Consolider les acquis du Dialogue de Lomé

Le ministre de l’Administration territoriale, de la Décentralisation et des Collectivités locales, le colonel Hodabalo Awaté, représentant du Président du Conseil, a salué l’apport significatif du Dialogue de Lomé au renforcement de la concertation entre les Etats et pour avoir permis d’approfondir la compréhension des défis sécuritaires et humanitaires. Pour lui, les accords conclus vont permettre de mettre en place des mécanismes de concertation et de suivi destinés à accompagner les futures opérations de retour et à favoriser une réintégration durable des personnes rapatriées.

« Notre ambition est désormais claire : faire de cette réunion ministérielle un moment décisif dans la consolidation des acquis du Dialogue de Lomé, dans le renforcement de notre coopération régionale et dans l’accélération de la mise en œuvre des engagements que nous avons pris ensemble », a résumé le ministre Awaté.    

Il a, par ailleurs, dressé un état des lieux de la situation des réfugiés et salué la célébration du 75e anniversaire de la Convention de Genève de 1951 qui représente la « pierre angulaire du régime international de protection des réfugiés ». Un anniversaire qui invite à réaffirmer l’attachement collectif aux principes d’humanité et de solidarité et à renforcer son application dans le monde, selon la directrice de la Division de la Protection internationale et des Solutions du HCR, Mme Elisabeth Tan.
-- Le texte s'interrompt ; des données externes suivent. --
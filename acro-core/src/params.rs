// params.rs
use core::f32::consts::PI;
use num_traits::Float;

use crate::config::{CENTIDEGREES_PER_DEGREE, GRAVITY_MSS, ManeuverConfig};
use crate::types::Ticks;

/// Constants of one maneuver, derived once at entry.
#[derive(Debug, Clone, Copy, PartialEq, serde::Serialize, serde::Deserialize)]
#[cfg_attr(feature = "defmt", derive(defmt::Format))]
pub struct ManeuverParameters {
    /// Speed reached after falling the commanded distance (m/s).
    pub target_vertical_velocity: f32,
    /// Length of the dive in control ticks.
    pub turn_duration_ticks: Ticks,
    /// Body-frame pitch rate for the pull-up (cd/s).
    pub pitch_rate: f32,
    /// Pitch expected to be gained per tick at `pitch_rate` (cd). Always > 0.
    pub pitch_step: f32,
}

impl ManeuverParameters {
    pub fn from_config(config: &ManeuverConfig) -> Self {
        derive(config.fall_distance_m, config.turn_radius_m, config.tick_rate_hz)
    }
}

/// Converts a fall distance and turn radius into maneuver constants.
///
/// The fall time gives the speed at the bottom of the dive; a half-loop of
/// `turn_radius_m` flown at that speed gives the pull-up duration, which is
/// spread over a full circle of pitch to get the rate.
///
/// Inputs are expected to have passed [`ManeuverConfig::validate`]. A zero
/// distance or radius never yields a non-positive `pitch_step`.
pub fn derive(fall_distance_m: f32, turn_radius_m: f32, tick_rate_hz: f32) -> ManeuverParameters {
    let fall_time_s = Float::sqrt(2.0 * fall_distance_m / GRAVITY_MSS);
    let target_vertical_velocity = fall_time_s * GRAVITY_MSS;
    let turn_duration_s = (2.0 * PI * turn_radius_m) / target_vertical_velocity;
    let pitch_rate = (360.0 * CENTIDEGREES_PER_DEGREE) / turn_duration_s;

    let mut pitch_step = pitch_rate / tick_rate_hz;
    // Also catches NaN from a 0/0 distance and radius pair.
    if !(pitch_step > f32::EPSILON) {
        pitch_step = f32::EPSILON;
    }

    let dive_ticks = Float::round(fall_time_s * tick_rate_hz);
    let turn_duration_ticks = if dive_ticks > 0.0 { dive_ticks as Ticks } else { 0 };

    ManeuverParameters {
        target_vertical_velocity,
        turn_duration_ticks,
        pitch_rate,
        pitch_step,
    }
}

#[cfg(test)]
mod tests {
    use super::*;

    fn close(a: f32, b: f32, tol: f32) -> bool {
        (a - b).abs() <= tol
    }

    #[test]
    fn test_reference_scenario() {
        let p = derive(5.0, 3.0, 400.0);
        assert!(close(p.target_vertical_velocity, 9.8995, 0.001));
        assert_eq!(p.turn_duration_ticks, 404);
        assert!(close(p.pitch_rate, 18_906.6, 1.0));
        assert!(close(p.pitch_step, 47.27, 0.01));
    }

    #[test]
    fn test_pitch_step_matches_rate_over_tick_rate() {
        let p = derive(10.0, 5.0, 400.0);
        assert_eq!(p.turn_duration_ticks, 571);
        assert!(close(p.pitch_step * 400.0, p.pitch_rate, 0.01));
    }

    #[test]
    fn test_zero_fall_distance() {
        let p = derive(0.0, 3.0, 400.0);
        assert_eq!(p.turn_duration_ticks, 0);
        assert_eq!(p.target_vertical_velocity, 0.0);
        assert_eq!(p.pitch_step, f32::EPSILON);
    }

    #[test]
    fn test_degenerate_inputs_keep_step_positive() {
        for (fall, radius) in [(0.0, 0.0), (5.0, 0.0), (0.001, 1_000.0), (1e-9, 1e9)] {
            let p = derive(fall, radius, 400.0);
            assert!(p.pitch_step > 0.0, "fall={} radius={}", fall, radius);
            assert!(p.pitch_step >= f32::EPSILON);
        }
    }

    #[test]
    fn test_positive_grid_step_strictly_positive() {
        let mut fall = 0.25;
        while fall < 60.0 {
            let mut radius = 0.1;
            while radius < 40.0 {
                let p = derive(fall, radius, 100.0);
                assert!(p.pitch_step > 0.0);
                radius *= 2.0;
            }
            fall *= 2.0;
        }
    }

    #[test]
    fn test_from_config_uses_all_inputs() {
        let cfg = ManeuverConfig {
            fall_distance_m: 5.0,
            turn_radius_m: 3.0,
            dive_angle_cd: -4_500,
            tick_rate_hz: 100.0,
        };
        let p = ManeuverParameters::from_config(&cfg);
        assert_eq!(p.turn_duration_ticks, 101);
        assert!(close(p.pitch_step, 189.07, 0.05));
    }
}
Les réunions ministérielles remontent à 2024, suite à l’initiative du Bénin, du Burkina Faso, de la Côte d’Ivoire, du Ghana et du Togo d’organiser une plateforme sur la sécurité nationale et la protection des réfugiés face à la crise humanitaire. Le processus a permis d’identifier les défis communs, de renforcer l’environnement de protection et la coordination sous-régionale. Cela a abouti à la première conférence ministérielle du 4 juillet 2025 et à l’adoption de la Déclaration de Lomé. A la suite de cette Déclaration, les Etats ont élaboré une stratégie sous-régionale de protection et solutions 2026-2030 autour de trois piliers : renforcement de l’environnement de protection, inclusion des réfugiés dans les pays d’accueil et solutions durables incluant le rapatriement volontaire. Ce sont donc ces éléments qui fondent ces rencontres d’évaluation.